**ACTIVITY**
Copy each line below that includes "RemoteDrop".
*****
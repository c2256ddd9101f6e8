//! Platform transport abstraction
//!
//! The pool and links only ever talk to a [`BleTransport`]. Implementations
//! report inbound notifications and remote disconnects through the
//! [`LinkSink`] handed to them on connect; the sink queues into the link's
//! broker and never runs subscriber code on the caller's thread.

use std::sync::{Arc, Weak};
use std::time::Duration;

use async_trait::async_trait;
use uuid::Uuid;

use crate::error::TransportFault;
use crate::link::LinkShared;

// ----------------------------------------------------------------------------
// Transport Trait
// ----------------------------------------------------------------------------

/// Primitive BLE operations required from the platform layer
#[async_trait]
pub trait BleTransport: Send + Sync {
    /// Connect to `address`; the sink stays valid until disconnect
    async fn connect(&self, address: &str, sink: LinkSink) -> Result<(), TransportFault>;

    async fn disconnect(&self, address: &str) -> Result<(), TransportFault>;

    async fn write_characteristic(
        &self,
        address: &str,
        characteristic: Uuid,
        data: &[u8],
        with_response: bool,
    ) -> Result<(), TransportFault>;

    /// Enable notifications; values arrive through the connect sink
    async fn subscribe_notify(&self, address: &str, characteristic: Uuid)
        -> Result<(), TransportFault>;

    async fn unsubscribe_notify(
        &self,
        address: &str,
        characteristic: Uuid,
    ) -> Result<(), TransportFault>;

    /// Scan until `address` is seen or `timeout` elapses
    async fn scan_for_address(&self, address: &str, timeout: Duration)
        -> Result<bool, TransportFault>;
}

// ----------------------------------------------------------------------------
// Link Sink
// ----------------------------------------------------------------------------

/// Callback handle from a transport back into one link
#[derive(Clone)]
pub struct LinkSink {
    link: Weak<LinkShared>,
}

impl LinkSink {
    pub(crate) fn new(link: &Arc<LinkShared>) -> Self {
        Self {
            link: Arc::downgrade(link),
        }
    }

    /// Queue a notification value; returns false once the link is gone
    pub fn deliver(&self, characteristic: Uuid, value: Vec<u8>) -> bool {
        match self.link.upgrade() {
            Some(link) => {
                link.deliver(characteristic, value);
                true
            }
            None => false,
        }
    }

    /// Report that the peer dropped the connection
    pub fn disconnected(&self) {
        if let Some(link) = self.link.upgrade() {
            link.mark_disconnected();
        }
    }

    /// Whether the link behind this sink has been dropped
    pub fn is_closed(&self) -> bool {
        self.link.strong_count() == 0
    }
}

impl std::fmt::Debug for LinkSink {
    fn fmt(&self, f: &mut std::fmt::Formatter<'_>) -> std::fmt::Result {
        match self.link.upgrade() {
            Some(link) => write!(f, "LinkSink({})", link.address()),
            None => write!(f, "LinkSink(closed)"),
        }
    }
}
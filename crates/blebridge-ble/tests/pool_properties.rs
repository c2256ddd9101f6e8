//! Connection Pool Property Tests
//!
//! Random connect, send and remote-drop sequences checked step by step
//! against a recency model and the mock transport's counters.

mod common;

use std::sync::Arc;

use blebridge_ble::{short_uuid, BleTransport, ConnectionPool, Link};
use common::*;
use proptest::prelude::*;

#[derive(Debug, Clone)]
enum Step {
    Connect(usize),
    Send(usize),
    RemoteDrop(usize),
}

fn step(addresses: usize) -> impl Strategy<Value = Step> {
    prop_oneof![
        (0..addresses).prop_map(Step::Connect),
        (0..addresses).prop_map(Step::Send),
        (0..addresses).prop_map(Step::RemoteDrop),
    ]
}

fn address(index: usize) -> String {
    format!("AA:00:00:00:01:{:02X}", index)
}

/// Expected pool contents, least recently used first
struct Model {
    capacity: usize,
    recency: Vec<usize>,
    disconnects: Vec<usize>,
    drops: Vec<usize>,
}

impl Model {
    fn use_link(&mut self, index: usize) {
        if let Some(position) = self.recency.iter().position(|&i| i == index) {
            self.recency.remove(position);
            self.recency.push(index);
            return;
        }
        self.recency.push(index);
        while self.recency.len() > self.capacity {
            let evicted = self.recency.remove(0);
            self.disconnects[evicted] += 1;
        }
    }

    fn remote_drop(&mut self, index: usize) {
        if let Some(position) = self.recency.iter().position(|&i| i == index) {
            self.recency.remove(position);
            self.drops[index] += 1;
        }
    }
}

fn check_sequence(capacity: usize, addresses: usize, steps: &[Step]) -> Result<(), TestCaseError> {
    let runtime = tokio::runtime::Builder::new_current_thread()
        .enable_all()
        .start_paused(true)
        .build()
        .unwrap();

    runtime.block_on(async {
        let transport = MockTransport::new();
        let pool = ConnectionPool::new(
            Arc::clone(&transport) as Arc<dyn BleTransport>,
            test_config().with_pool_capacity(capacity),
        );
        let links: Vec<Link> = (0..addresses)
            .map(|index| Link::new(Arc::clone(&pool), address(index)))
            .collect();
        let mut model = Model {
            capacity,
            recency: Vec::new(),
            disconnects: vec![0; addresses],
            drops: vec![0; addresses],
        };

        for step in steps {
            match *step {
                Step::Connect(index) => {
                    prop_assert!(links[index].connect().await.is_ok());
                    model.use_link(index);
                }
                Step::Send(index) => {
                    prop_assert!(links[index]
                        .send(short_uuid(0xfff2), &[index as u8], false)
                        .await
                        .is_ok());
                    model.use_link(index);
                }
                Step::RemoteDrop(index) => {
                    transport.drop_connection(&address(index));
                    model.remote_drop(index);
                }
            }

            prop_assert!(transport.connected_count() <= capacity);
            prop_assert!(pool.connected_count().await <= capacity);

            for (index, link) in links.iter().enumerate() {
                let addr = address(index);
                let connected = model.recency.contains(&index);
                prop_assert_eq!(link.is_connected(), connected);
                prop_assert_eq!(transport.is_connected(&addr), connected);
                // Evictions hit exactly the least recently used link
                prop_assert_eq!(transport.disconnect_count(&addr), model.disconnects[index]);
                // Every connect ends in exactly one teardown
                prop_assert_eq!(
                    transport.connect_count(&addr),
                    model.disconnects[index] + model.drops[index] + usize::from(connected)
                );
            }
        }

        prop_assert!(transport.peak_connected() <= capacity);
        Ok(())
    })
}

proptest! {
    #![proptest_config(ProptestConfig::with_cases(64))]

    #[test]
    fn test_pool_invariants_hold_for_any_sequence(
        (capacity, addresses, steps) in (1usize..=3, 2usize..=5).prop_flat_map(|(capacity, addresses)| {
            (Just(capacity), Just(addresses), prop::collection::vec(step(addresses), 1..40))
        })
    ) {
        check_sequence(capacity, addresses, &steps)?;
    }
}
*****
**RESULT OF THE EXERCISE**
    RemoteDrop(usize),
        (0..addresses).prop_map(Step::RemoteDrop),
                Step::RemoteDrop(index) => {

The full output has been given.